§ **TASK BRIEF**
List, from the lines below, each one with "match" in it.

━━━━━ ENTRIES SHOWN ━━━━━

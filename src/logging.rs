// ==========================================
// 日志系统初始化
// ==========================================
// 使用 tracing 和 tracing-subscriber
// 支持环境变量配置日志级别
// ==========================================

use tracing_subscriber::{fmt, EnvFilter};

/// 默认过滤器: 本 crate info,其余 warn
const DEFAULT_FILTER: &str = "warn,drill_blast_engine=info";

/// 初始化日志系统
///
/// # 环境变量
/// - RUST_LOG: 日志级别过滤器（默认: warn,drill_blast_engine=info）
///   例如: RUST_LOG=debug 或 RUST_LOG=drill_blast_engine=trace
/// - LOG_FORMAT=json: 输出 JSON 行日志（便于采集）
///
/// 日志写到 stderr,stdout 只留给命令行报告
///
/// # 示例
/// ```no_run
/// use drill_blast_engine::logging;
/// logging::init();
/// ```
pub fn init() {
    let filter =
        EnvFilter::try_from_default_env().unwrap_or_else(|_| EnvFilter::new(DEFAULT_FILTER));

    let json = std::env::var("LOG_FORMAT")
        .map(|v| v.eq_ignore_ascii_case("json"))
        .unwrap_or(false);

    let builder = fmt()
        .with_env_filter(filter)
        .with_writer(std::io::stderr)
        .with_target(true)
        .with_thread_ids(false)
        .with_line_number(true);

    // 已有全局 subscriber 时保持原样
    let _ = if json {
        builder.json().try_init()
    } else {
        builder.try_init()
    };
}

/// 初始化测试环境的日志系统
///
/// 使用更详细的日志级别,便于调试; 可重复调用
pub fn init_test() {
    let _ = fmt()
        .with_env_filter(EnvFilter::new("debug"))
        .with_test_writer()
        .try_init();
}

#[cfg(test)]
mod tests {
    use super::*;

    #[test]
    fn test_init_test_is_idempotent() {
        init_test();
        init_test();
        tracing::info!("logging ready");
    }
}
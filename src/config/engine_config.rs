// ==========================================
// 穿孔爆破引擎 - 引擎配置
// ==========================================
// 职责: 阈值显式传入各引擎组件,不使用全局常量
// ==========================================

use serde::{Deserialize, Serialize};

/// 引擎配置
///
/// 所有阈值均可按测试/场地覆写
#[derive(Debug, Clone, PartialEq, Serialize, Deserialize)]
#[serde(default)]
pub struct EngineConfig {
    /// 重复坐标判定容差（米,逐轴比较）
    pub coordinate_tolerance_m: f64,
    /// 单场地最大炮孔数
    pub max_drill_points: usize,
    /// 孔网间距最小有效步长（米）,低于此值视为抖动
    pub grid_pitch_min_threshold_m: f64,
    /// 众数支持度阈值（0.10 = 10%）
    pub grid_pitch_support_threshold: f64,
    /// 无法推断时的默认间距（米）
    pub default_pitch_m: f64,
    /// 坐标保留小数位
    pub coordinate_decimals: u32,
    /// 入度为 0 的孔是否隐式视为起爆孔
    pub implicit_entry_points: bool,
}

impl Default for EngineConfig {
    fn default() -> Self {
        Self {
            coordinate_tolerance_m: 0.01,
            max_drill_points: 500,
            grid_pitch_min_threshold_m: 0.5,
            grid_pitch_support_threshold: 0.10,
            default_pitch_m: 1.0,
            coordinate_decimals: 2,
            implicit_entry_points: true,
        }
    }
}

impl EngineConfig {
    /// 验证配置有效性
    ///
    /// # 验证规则
    /// 1. 容差、步长、默认间距必须为有限正数
    /// 2. 支持度必须在 [0.0, 1.0]
    /// 3. 最大孔数必须大于 0
    /// 4. 小数位不超过 6
    pub fn validate(&self) -> Result<(), String> {
        let positive = [
            ("coordinate_tolerance_m", self.coordinate_tolerance_m),
            ("grid_pitch_min_threshold_m", self.grid_pitch_min_threshold_m),
            ("default_pitch_m", self.default_pitch_m),
        ];
        for (name, value) in positive {
            if !value.is_finite() || value <= 0.0 {
                return Err(format!("{} 必须为有限正数,实际 {}", name, value));
            }
        }

        let support = self.grid_pitch_support_threshold;
        if !support.is_finite() || !(0.0..=1.0).contains(&support) {
            return Err(format!(
                "grid_pitch_support_threshold {} 超出有效范围 [0.0, 1.0]",
                support
            ));
        }

        if self.max_drill_points == 0 {
            return Err("max_drill_points 必须大于 0".to_string());
        }

        if self.coordinate_decimals > 6 {
            return Err(format!(
                "coordinate_decimals {} 超出有效范围 [0, 6]",
                self.coordinate_decimals
            ));
        }

        Ok(())
    }
}
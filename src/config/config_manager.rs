// ==========================================
// 穿孔爆破引擎 - 配置管理器
// ==========================================
// 职责: 配置加载、查询、覆写管理
// 存储: config_kv 表 (key-value + scope)
// ==========================================

use crate::config::config_reader_trait::EngineConfigReader;
use crate::config::engine_config::EngineConfig;
use crate::config::error::{ConfigError, ConfigResult};
use crate::db::{configure_sqlite_connection, init_config_schema, open_sqlite_connection};
use crate::domain::types::SiteScope;
use async_trait::async_trait;
use rusqlite::{params, Connection, OptionalExtension};
use std::collections::BTreeMap;
use std::path::PathBuf;
use std::sync::{Arc, Mutex, MutexGuard};

/// 快照中不回写的元信息键前缀
const META_KEY_PREFIX: &str = "__meta_";

// ==========================================
// ConfigScope - 配置作用域
// ==========================================
#[derive(Debug, Clone, PartialEq, Eq)]
pub enum ConfigScope {
    Global,            // 全局
    Site(SiteScope),   // 场地
}

impl ConfigScope {
    pub fn scope_id(&self) -> String {
        match self {
            ConfigScope::Global => "global".to_string(),
            ConfigScope::Site(scope) => scope.scope_key(),
        }
    }
}

// ==========================================
// ConfigManager - 配置管理器
// ==========================================
pub struct ConfigManager {
    conn: Arc<Mutex<Connection>>,
}

impl ConfigManager {
    /// 创建新的 ConfigManager 实例
    ///
    /// # 参数
    /// - db_path: 数据库文件路径（不存在时自动建表）
    pub fn new(db_path: &str) -> ConfigResult<Self> {
        let conn = open_sqlite_connection(db_path)?;
        init_config_schema(&conn)?;

        Ok(Self {
            conn: Arc::new(Mutex::new(conn)),
        })
    }

    /// 从已有连接创建 ConfigManager
    ///
    /// 说明：会对传入连接再次应用统一 PRAGMA 与建表（幂等）。
    pub fn from_connection(conn: Arc<Mutex<Connection>>) -> ConfigResult<Self> {
        {
            let guard = conn
                .lock()
                .map_err(|e| ConfigError::LockError(e.to_string()))?;
            configure_sqlite_connection(&guard)?;
            init_config_schema(&guard)?;
        }

        Ok(Self { conn })
    }

    fn lock(&self) -> ConfigResult<MutexGuard<'_, Connection>> {
        self.conn
            .lock()
            .map_err(|e| ConfigError::LockError(e.to_string()))
    }

    /// 读取指定作用域的配置值
    ///
    /// # 返回
    /// - Some(String): 配置值
    /// - None: 配置不存在
    pub fn get_config_value(&self, scope: &ConfigScope, key: &str) -> ConfigResult<Option<String>> {
        let conn = self.lock()?;
        let value = conn
            .query_row(
                "SELECT value FROM config_kv WHERE scope_id = ?1 AND key = ?2",
                params![scope.scope_id(), key],
                |row| row.get::<_, String>(0),
            )
            .optional()?;
        Ok(value)
    }

    /// 写入配置值（UPSERT）
    pub fn set_config_value(&self, scope: &ConfigScope, key: &str, value: &str) -> ConfigResult<()> {
        let conn = self.lock()?;
        conn.execute(
            "INSERT INTO config_kv (scope_id, key, value) VALUES (?1, ?2, ?3)
             ON CONFLICT(scope_id, key) DO UPDATE SET value = ?3, updated_at = datetime('now')",
            params![scope.scope_id(), key, value],
        )?;

        tracing::info!(
            scope_id = %scope.scope_id(),
            config_key = key,
            value = value,
            "配置已更新"
        );
        Ok(())
    }

    /// 删除配置值
    ///
    /// # 返回
    /// - true: 删除成功
    /// - false: 配置不存在
    pub fn remove_config_value(&self, scope: &ConfigScope, key: &str) -> ConfigResult<bool> {
        let conn = self.lock()?;
        let affected = conn.execute(
            "DELETE FROM config_kv WHERE scope_id = ?1 AND key = ?2",
            params![scope.scope_id(), key],
        )?;
        Ok(affected > 0)
    }

    fn scope_values(&self, scope: &ConfigScope) -> ConfigResult<BTreeMap<String, String>> {
        let conn = self.lock()?;
        let mut stmt =
            conn.prepare("SELECT key, value FROM config_kv WHERE scope_id = ?1 ORDER BY key")?;
        let rows = stmt.query_map(params![scope.scope_id()], |row| {
            Ok((row.get::<_, String>(0)?, row.get::<_, String>(1)?))
        })?;

        let mut values = BTreeMap::new();
        for row in rows {
            let (key, value) = row?;
            values.insert(key, value);
        }
        Ok(values)
    }

    /// 解析生效配置（同步版本）
    ///
    /// 逐级覆写: 默认 → 全局 → 场地。非法取值记 warn 并保留上一级的值;
    /// 某一级覆写后整体校验失败时,整级作废,沿用上一级配置
    pub fn resolve_engine_config(&self, scope: Option<SiteScope>) -> ConfigResult<EngineConfig> {
        let config = EngineConfig::default();

        let global = self.scope_values(&ConfigScope::Global)?;
        let config = apply_level(config, &global, &ConfigScope::Global);

        let Some(site) = scope else {
            return Ok(config);
        };
        let site_scope = ConfigScope::Site(site);
        let site_values = self.scope_values(&site_scope)?;
        Ok(apply_level(config, &site_values, &site_scope))
    }

    /// 获取全局配置快照（JSON格式）
    pub fn get_config_snapshot(&self) -> ConfigResult<String> {
        let values = self.scope_values(&ConfigScope::Global)?;
        Ok(serde_json::to_string(&values)?)
    }

    /// 从配置快照恢复全局配置
    ///
    /// # 返回
    /// - Ok(usize): 恢复的配置项数量
    ///
    /// # 注意
    /// - 会覆盖现有的 global 配置
    /// - `__meta_` 前缀的键不回写
    pub fn restore_config_from_snapshot(&self, snapshot_json: &str) -> ConfigResult<usize> {
        let values: BTreeMap<String, String> = serde_json::from_str(snapshot_json)?;

        let mut conn = self.lock()?;
        let tx = conn.transaction()?;

        let mut count = 0;
        for (key, value) in values.iter() {
            if key.starts_with(META_KEY_PREFIX) {
                continue;
            }
            count += tx.execute(
                "INSERT INTO config_kv (scope_id, key, value) VALUES ('global', ?1, ?2)
                 ON CONFLICT(scope_id, key) DO UPDATE SET value = ?2, updated_at = datetime('now')",
                params![key, value],
            )?;
        }

        tx.commit()?;

        tracing::info!(restored = count, "配置快照已恢复");
        Ok(count)
    }
}

// ==========================================
// EngineConfigReader Trait 实现
// ==========================================
#[async_trait]
impl EngineConfigReader for ConfigManager {
    async fn get_engine_config(&self, scope: Option<SiteScope>) -> ConfigResult<EngineConfig> {
        self.resolve_engine_config(scope)
    }
}

/// 应用一级覆写; 结果校验失败则返回上一级配置
fn apply_level(
    previous: EngineConfig,
    values: &BTreeMap<String, String>,
    scope: &ConfigScope,
) -> EngineConfig {
    if values.is_empty() {
        return previous;
    }

    let mut config = previous.clone();
    apply_overrides(&mut config, values);
    match config.validate() {
        Ok(()) => config,
        Err(message) => {
            tracing::warn!(
                scope_id = %scope.scope_id(),
                reason = %message,
                "该级配置校验失败,沿用上一级配置"
            );
            previous
        }
    }
}

/// 将 config_kv 键值覆写到配置上
fn apply_overrides(config: &mut EngineConfig, values: &BTreeMap<String, String>) {
    for (key, raw) in values {
        let value = raw.trim();
        let applied = match key.as_str() {
            config_keys::COORDINATE_TOLERANCE_M => parse_into(value, &mut config.coordinate_tolerance_m),
            config_keys::MAX_DRILL_POINTS => parse_into(value, &mut config.max_drill_points),
            config_keys::GRID_PITCH_MIN_THRESHOLD_M => {
                parse_into(value, &mut config.grid_pitch_min_threshold_m)
            }
            config_keys::GRID_PITCH_SUPPORT_THRESHOLD => {
                parse_into(value, &mut config.grid_pitch_support_threshold)
            }
            config_keys::DEFAULT_PITCH_M => parse_into(value, &mut config.default_pitch_m),
            config_keys::COORDINATE_DECIMALS => parse_into(value, &mut config.coordinate_decimals),
            config_keys::IMPLICIT_ENTRY_POINTS => match parse_bool(value) {
                Some(v) => {
                    config.implicit_entry_points = v;
                    true
                }
                None => false,
            },
            // 未知键忽略（可能属于其他模块）
            _ => true,
        };

        if !applied {
            tracing::warn!(
                config_key = %key,
                raw_value = %raw,
                "配置值格式错误,沿用上一级配置"
            );
        }
    }
}

fn parse_into<T: std::str::FromStr>(value: &str, target: &mut T) -> bool {
    match value.parse::<T>() {
        Ok(v) => {
            *target = v;
            true
        }
        Err(_) => false,
    }
}

fn parse_bool(value: &str) -> Option<bool> {
    match value.to_lowercase().as_str() {
        "1" | "true" | "yes" | "y" | "on" => Some(true),
        "0" | "false" | "no" | "n" | "off" => Some(false),
        _ => None,
    }
}

/// 默认配置数据库路径（用户数据目录下）
pub fn get_default_db_path() -> String {
    let mut path = dirs::data_dir().unwrap_or_else(|| PathBuf::from("."));
    path.push("drill-blast-engine");
    if let Err(e) = std::fs::create_dir_all(&path) {
        tracing::warn!(error = %e, path = %path.display(), "无法创建数据目录,使用当前目录");
        return "drill_blast_engine.db".to_string();
    }
    path.push("drill_blast_engine.db");
    path.to_string_lossy().to_string()
}

// ==========================================
// 配置键常量
// ==========================================
pub mod config_keys {
    // 几何校验
    pub const COORDINATE_TOLERANCE_M: &str = "coordinate_tolerance_m";
    pub const MAX_DRILL_POINTS: &str = "max_drill_points";
    pub const COORDINATE_DECIMALS: &str = "coordinate_decimals";

    // 孔网间距推断
    pub const GRID_PITCH_MIN_THRESHOLD_M: &str = "grid_pitch_min_threshold_m";
    pub const GRID_PITCH_SUPPORT_THRESHOLD: &str = "grid_pitch_support_threshold";
    pub const DEFAULT_PITCH_M: &str = "default_pitch_m";

    // 起爆网络
    pub const IMPLICIT_ENTRY_POINTS: &str = "implicit_entry_points";
}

━━━━━

§ **PROBLEM SOLUTION**
        match self {
    match config.validate() {
        let applied = match key.as_str() {
            config_keys::IMPLICIT_ENTRY_POINTS => match parse_bool(value) {
    match value.parse::<T>() {
    match value.to_lowercase().as_str() {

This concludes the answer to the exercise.